--- Brief ---
Extract all lines from the data beneath that include the word "clippy".

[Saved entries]
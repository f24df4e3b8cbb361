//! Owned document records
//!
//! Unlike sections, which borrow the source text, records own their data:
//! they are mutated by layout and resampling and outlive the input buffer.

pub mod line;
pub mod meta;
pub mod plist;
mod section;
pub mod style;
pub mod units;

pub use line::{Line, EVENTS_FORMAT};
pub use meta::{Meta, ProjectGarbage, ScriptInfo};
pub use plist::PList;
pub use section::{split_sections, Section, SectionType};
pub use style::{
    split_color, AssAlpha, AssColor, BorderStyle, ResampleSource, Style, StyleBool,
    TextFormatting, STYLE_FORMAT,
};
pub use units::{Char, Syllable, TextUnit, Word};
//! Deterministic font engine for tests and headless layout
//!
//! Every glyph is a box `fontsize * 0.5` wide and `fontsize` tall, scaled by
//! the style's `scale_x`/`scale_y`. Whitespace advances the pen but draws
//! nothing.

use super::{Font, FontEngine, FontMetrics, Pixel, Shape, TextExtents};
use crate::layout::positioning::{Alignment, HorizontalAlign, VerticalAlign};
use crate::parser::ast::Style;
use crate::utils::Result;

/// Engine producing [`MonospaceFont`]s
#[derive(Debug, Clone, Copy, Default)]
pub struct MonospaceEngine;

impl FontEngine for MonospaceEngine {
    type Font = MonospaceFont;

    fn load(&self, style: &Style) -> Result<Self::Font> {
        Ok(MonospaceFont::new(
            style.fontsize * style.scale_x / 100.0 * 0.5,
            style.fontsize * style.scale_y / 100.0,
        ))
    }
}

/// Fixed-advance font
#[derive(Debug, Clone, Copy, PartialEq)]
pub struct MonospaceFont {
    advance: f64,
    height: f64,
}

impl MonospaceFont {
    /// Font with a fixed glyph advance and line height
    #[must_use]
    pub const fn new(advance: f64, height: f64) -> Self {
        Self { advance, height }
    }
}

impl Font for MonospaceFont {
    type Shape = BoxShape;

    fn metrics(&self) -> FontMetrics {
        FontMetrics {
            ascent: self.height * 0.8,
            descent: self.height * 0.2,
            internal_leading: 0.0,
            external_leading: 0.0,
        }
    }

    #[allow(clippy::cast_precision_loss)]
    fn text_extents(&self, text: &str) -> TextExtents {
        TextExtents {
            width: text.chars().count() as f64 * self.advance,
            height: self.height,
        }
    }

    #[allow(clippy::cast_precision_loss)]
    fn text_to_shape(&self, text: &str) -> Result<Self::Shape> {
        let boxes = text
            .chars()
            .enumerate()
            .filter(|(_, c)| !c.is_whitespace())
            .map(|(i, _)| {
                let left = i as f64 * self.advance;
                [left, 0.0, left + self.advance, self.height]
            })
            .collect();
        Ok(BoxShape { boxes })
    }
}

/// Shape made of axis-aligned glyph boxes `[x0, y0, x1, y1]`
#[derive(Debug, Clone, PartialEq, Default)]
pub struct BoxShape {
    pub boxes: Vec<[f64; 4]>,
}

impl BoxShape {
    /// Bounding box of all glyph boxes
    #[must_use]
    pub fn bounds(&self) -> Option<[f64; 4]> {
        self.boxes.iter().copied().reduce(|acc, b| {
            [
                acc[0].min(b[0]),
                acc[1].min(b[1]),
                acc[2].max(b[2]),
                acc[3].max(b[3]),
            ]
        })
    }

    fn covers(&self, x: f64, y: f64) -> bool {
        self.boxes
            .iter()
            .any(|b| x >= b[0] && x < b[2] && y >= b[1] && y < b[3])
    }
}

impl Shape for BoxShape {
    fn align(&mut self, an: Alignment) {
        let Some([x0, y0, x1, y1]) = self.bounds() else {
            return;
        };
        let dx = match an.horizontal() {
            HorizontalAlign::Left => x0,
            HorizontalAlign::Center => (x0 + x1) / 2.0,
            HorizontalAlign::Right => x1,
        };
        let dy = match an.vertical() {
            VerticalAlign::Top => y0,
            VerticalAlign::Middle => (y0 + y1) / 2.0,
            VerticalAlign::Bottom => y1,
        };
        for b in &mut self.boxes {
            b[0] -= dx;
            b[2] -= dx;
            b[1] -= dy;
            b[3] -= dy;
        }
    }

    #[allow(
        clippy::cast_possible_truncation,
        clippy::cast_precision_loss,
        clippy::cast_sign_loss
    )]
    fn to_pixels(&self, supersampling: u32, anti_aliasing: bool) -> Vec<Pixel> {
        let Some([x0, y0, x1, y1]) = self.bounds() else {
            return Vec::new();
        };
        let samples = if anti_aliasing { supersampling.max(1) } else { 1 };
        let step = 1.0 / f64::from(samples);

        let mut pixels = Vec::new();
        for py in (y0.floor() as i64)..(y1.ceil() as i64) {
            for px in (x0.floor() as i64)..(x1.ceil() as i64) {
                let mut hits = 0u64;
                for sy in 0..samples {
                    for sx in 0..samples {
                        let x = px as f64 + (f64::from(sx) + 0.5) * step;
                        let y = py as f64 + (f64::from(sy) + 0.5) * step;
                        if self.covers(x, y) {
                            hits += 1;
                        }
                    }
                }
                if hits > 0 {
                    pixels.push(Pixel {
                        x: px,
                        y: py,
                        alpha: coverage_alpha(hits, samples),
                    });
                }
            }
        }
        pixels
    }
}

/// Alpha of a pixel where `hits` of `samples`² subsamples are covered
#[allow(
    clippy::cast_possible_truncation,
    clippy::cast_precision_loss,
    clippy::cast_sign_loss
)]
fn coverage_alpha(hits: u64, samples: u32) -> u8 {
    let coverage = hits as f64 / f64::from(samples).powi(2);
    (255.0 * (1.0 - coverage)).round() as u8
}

--- Response below ---
    #[allow(clippy::cast_precision_loss)]
    #[allow(clippy::cast_precision_loss)]
        clippy::cast_possible_truncation,
        clippy::cast_precision_loss,
        clippy::cast_sign_loss
    clippy::cast_possible_truncation,
    clippy::cast_precision_loss,
    clippy::cast_sign_loss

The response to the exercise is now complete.